[Collected data]
------------------------------------------------------------

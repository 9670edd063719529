//! A formula viewed as a relation between one variable and the rest.

use mondec_smt::formula::{Formula, Var};
use mondec_smt::solver::ModelValue;
use mondec_smt::terms::SmtTerm;

use crate::error::MondecError;

#[derive(Debug, Clone)]
pub struct Relation {
    formula: Formula,
    var: Var,
    others: Vec<Var>,
}

impl Relation {
    /// The relation of `formula` between `var` and every other declared variable.
    pub fn new(formula: Formula, var: Var) -> Result<Self, MondecError> {
        if !formula.declares(&var) {
            return Err(MondecError::VariableNotFree(var.name));
        }
        let others = formula.others(&var);
        Ok(Self {
            formula,
            var,
            others,
        })
    }

    /// `variables[0]` is distinguished; declared variables missing from
    /// `variables` still count among the others.
    pub fn from_variables(formula: Formula, variables: &[Var]) -> Result<Self, MondecError> {
        let (var, rest) = variables.split_first().ok_or_else(|| {
            MondecError::InvalidArgument("at least one variable is required".into())
        })?;
        if let Some(stray) = rest.iter().find(|v| !formula.declares(v)) {
            return Err(MondecError::VariableNotFree(stray.name.clone()));
        }
        Self::new(formula, var.clone())
    }

    pub fn formula(&self) -> &Formula {
        &self.formula
    }

    pub fn var(&self) -> &Var {
        &self.var
    }

    pub fn others(&self) -> &[Var] {
        &self.others
    }

    /// `φ[v := term]` as a bare term.
    pub fn at(&self, term: &SmtTerm) -> SmtTerm {
        self.formula.term().substitute(&self.var.name, term)
    }

    /// `φ[v := value]`, a formula over the other variables.
    pub fn instantiate(&self, value: &ModelValue) -> Result<Formula, MondecError> {
        self.check_sort(value)?;
        Ok(self.formula.instantiate(&self.var, &value.to_term())?)
    }

    /// `∀ others. φ[a] ↔ φ[b]`.
    pub fn interchangeable(&self, a: &SmtTerm, b: &SmtTerm) -> SmtTerm {
        let bindings = self.others.iter().map(Var::binding).collect();
        SmtTerm::forall(bindings, self.at(a).iff(self.at(b)))
    }

    /// Validity query for `a ~ b`, leaving the other variables free.
    pub fn interchangeability_query(
        &self,
        a: &ModelValue,
        b: &ModelValue,
    ) -> Result<Formula, MondecError> {
        self.check_sort(a)?;
        self.check_sort(b)?;
        let body = self.at(&a.to_term()).iff(self.at(&b.to_term()));
        Ok(Formula::new(body, self.others.clone())?)
    }

    fn check_sort(&self, value: &ModelValue) -> Result<(), MondecError> {
        if value.sort() != self.var.sort {
            return Err(MondecError::InvalidArgument(format!(
                "value {value} has sort {}, but `{}` is {}",
                value.sort(),
                self.var,
                self.var.sort
            )));
        }
        Ok(())
    }
}

#[cfg(test)]
mod tests {
    use super::*;

    type TestResult = Result<(), Box<dyn std::error::Error>>;

    fn x() -> SmtTerm {
        SmtTerm::var("x")
    }

    fn y() -> SmtTerm {
        SmtTerm::var("y")
    }

    fn x_le_y() -> Formula {
        Formula::infer(x().le(y())).unwrap()
    }

    #[test]
    fn others_exclude_the_distinguished_variable() -> TestResult {
        let rel = Relation::new(x_le_y(), Var::int("y"))?;
        assert_eq!(rel.others(), &[Var::int("x")]);
        Ok(())
    }

    #[test]
    fn undeclared_variable_is_rejected() {
        let err = Relation::new(x_le_y(), Var::int("z")).unwrap_err();
        assert!(matches!(err, MondecError::VariableNotFree(name) if name == "z"));
    }

    #[test]
    fn empty_variable_list_is_rejected() {
        assert!(matches!(
            Relation::from_variables(x_le_y(), &[]),
            Err(MondecError::InvalidArgument(_))
        ));
    }

    #[test]
    fn interchangeable_binds_the_others() -> TestResult {
        let rel = Relation::new(x_le_y(), Var::int("x"))?;
        let term = rel.interchangeable(&SmtTerm::int(1), &SmtTerm::int(2));
        assert!(term.free_vars().is_empty());
        assert!(term.has_quantifier());
        Ok(())
    }

    #[test]
    fn instantiate_checks_the_sort() -> TestResult {
        let rel = Relation::new(x_le_y(), Var::int("x"))?;
        let phi = rel.instantiate(&ModelValue::Int(3))?;
        assert_eq!(phi.free_vars(), &[Var::int("y")]);
        assert!(matches!(
            rel.instantiate(&ModelValue::Bool(true)),
            Err(MondecError::InvalidArgument(_))
        ));
        Ok(())
    }

    #[test]
    fn interchangeability_query_is_over_the_others() -> TestResult {
        let rel = Relation::new(x_le_y(), Var::int("x"))?;
        let query = rel.interchangeability_query(&ModelValue::Int(0), &ModelValue::Int(5))?;
        assert_eq!(query.free_vars(), &[Var::int("y")]);
        assert!(!query.term().mentions("x"));
        Ok(())
    }
}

------------------------------------------------------------

#### Task prompt:
Would you please return all of the data exactly?

#### Your solution:
repository 9670edd063719529
//! A formula viewed as a relation between one variable and the rest.

use mondec_smt::formula::{Formula, Var};
use mondec_smt::solver::ModelValue;
use mondec_smt::terms::SmtTerm;

use crate::error::MondecError;

#[derive(Debug, Clone)]
pub struct Relation {
    formula: Formula,
    var: Var,
    others: Vec<Var>,
}

impl Relation {
    /// The relation of `formula` between `var` and every other declared variable.
    pub fn new(formula: Formula, var: Var) -> Result<Self, MondecError> {
        if !formula.declares(&var) {
            return Err(MondecError::VariableNotFree(var.name));
        }
        let others = formula.others(&var);
        Ok(Self {
            formula,
            var,
            others,
        })
    }

    /// `variables[0]` is distinguished; declared variables missing from
    /// `variables` still count among the others.
    pub fn from_variables(formula: Formula, variables: &[Var]) -> Result<Self, MondecError> {
        let (var, rest) = variables.split_first().ok_or_else(|| {
            MondecError::InvalidArgument("at least one variable is required".into())
        })?;
        if let Some(stray) = rest.iter().find(|v| !formula.declares(v)) {
            return Err(MondecError::VariableNotFree(stray.name.clone()));
        }
        Self::new(formula, var.clone())
    }

    pub fn formula(&self) -> &Formula {
        &self.formula
    }

    pub fn var(&self) -> &Var {
        &self.var
    }

    pub fn others(&self) -> &[Var] {
        &self.others
    }

    /// `φ[v := term]` as a bare term.
    pub fn at(&self, term: &SmtTerm) -> SmtTerm {
        self.formula.term().substitute(&self.var.name, term)
    }

    /// `φ[v := value]`, a formula over the other variables.
    pub fn instantiate(&self, value: &ModelValue) -> Result<Formula, MondecError> {
        self.check_sort(value)?;
        Ok(self.formula.instantiate(&self.var, &value.to_term())?)
    }

    /// `∀ others. φ[a] ↔ φ[b]`.
    pub fn interchangeable(&self, a: &SmtTerm, b: &SmtTerm) -> SmtTerm {
        let bindings = self.others.iter().map(Var::binding).collect();
        SmtTerm::forall(bindings, self.at(a).iff(self.at(b)))
    }

    /// Validity query for `a ~ b`, leaving the other variables free.
    pub fn interchangeability_query(
        &self,
        a: &ModelValue,
        b: &ModelValue,
    ) -> Result<Formula, MondecError> {
        self.check_sort(a)?;
        self.check_sort(b)?;
        let body = self.at(&a.to_term()).iff(self.at(&b.to_term()));
        Ok(Formula::new(body, self.others.clone())?)
    }

    fn check_sort(&self, value: &ModelValue) -> Result<(), MondecError> {
        if value.sort() != self.var.sort {
            return Err(MondecError::InvalidArgument(format!(
                "value {value} has sort {}, but `{}` is {}",
                value.sort(),
                self.var,
                self.var.sort
            )));
        }
        Ok(())
    }
}

#[cfg(test)]
mod tests {
    use super::*;

    type TestResult = Result<(), Box<dyn std::error::Error>>;

    fn x() -> SmtTerm {
        SmtTerm::var("x")
    }

    fn y() -> SmtTerm {
        SmtTerm::var("y")
    }

    fn x_le_y() -> Formula {
        Formula::infer(x().le(y())).unwrap()
    }

    #[test]
    fn others_exclude_the_distinguished_variable() -> TestResult {
        let rel = Relation::new(x_le_y(), Var::int("y"))?;
        assert_eq!(rel.others(), &[Var::int("x")]);
        Ok(())
    }

    #[test]
    fn undeclared_variable_is_rejected() {
        let err = Relation::new(x_le_y(), Var::int("z")).unwrap_err();
        assert!(matches!(err, MondecError::VariableNotFree(name) if name == "z"));
    }

    #[test]
    fn empty_variable_list_is_rejected() {
        assert!(matches!(
            Relation::from_variables(x_le_y(), &[]),
            Err(MondecError::InvalidArgument(_))
        ));
    }

    #[test]
    fn interchangeable_binds_the_others() -> TestResult {
        let rel = Relation::new(x_le_y(), Var::int("x"))?;
        let term = rel.interchangeable(&SmtTerm::int(1), &SmtTerm::int(2));
        assert!(term.free_vars().is_empty());
        assert!(term.has_quantifier());
        Ok(())
    }

    #[test]
    fn instantiate_checks_the_sort() -> TestResult {
        let rel = Relation::new(x_le_y(), Var::int("x"))?;
        let phi = rel.instantiate(&ModelValue::Int(3))?;
        assert_eq!(phi.free_vars(), &[Var::int("y")]);
        assert!(matches!(
            rel.instantiate(&ModelValue::Bool(true)),
            Err(MondecError::InvalidArgument(_))
        ));
        Ok(())
    }

    #[test]
    fn interchangeability_query_is_over_the_others() -> TestResult {
        let rel = Relation::new(x_le_y(), Var::int("x"))?;
        let query = rel.interchangeability_query(&ModelValue::Int(0), &ModelValue::Int(5))?;
        assert_eq!(query.free_vars(), &[Var::int("y")]);
        assert!(!query.term().mentions("x"));
        Ok(())
    }
}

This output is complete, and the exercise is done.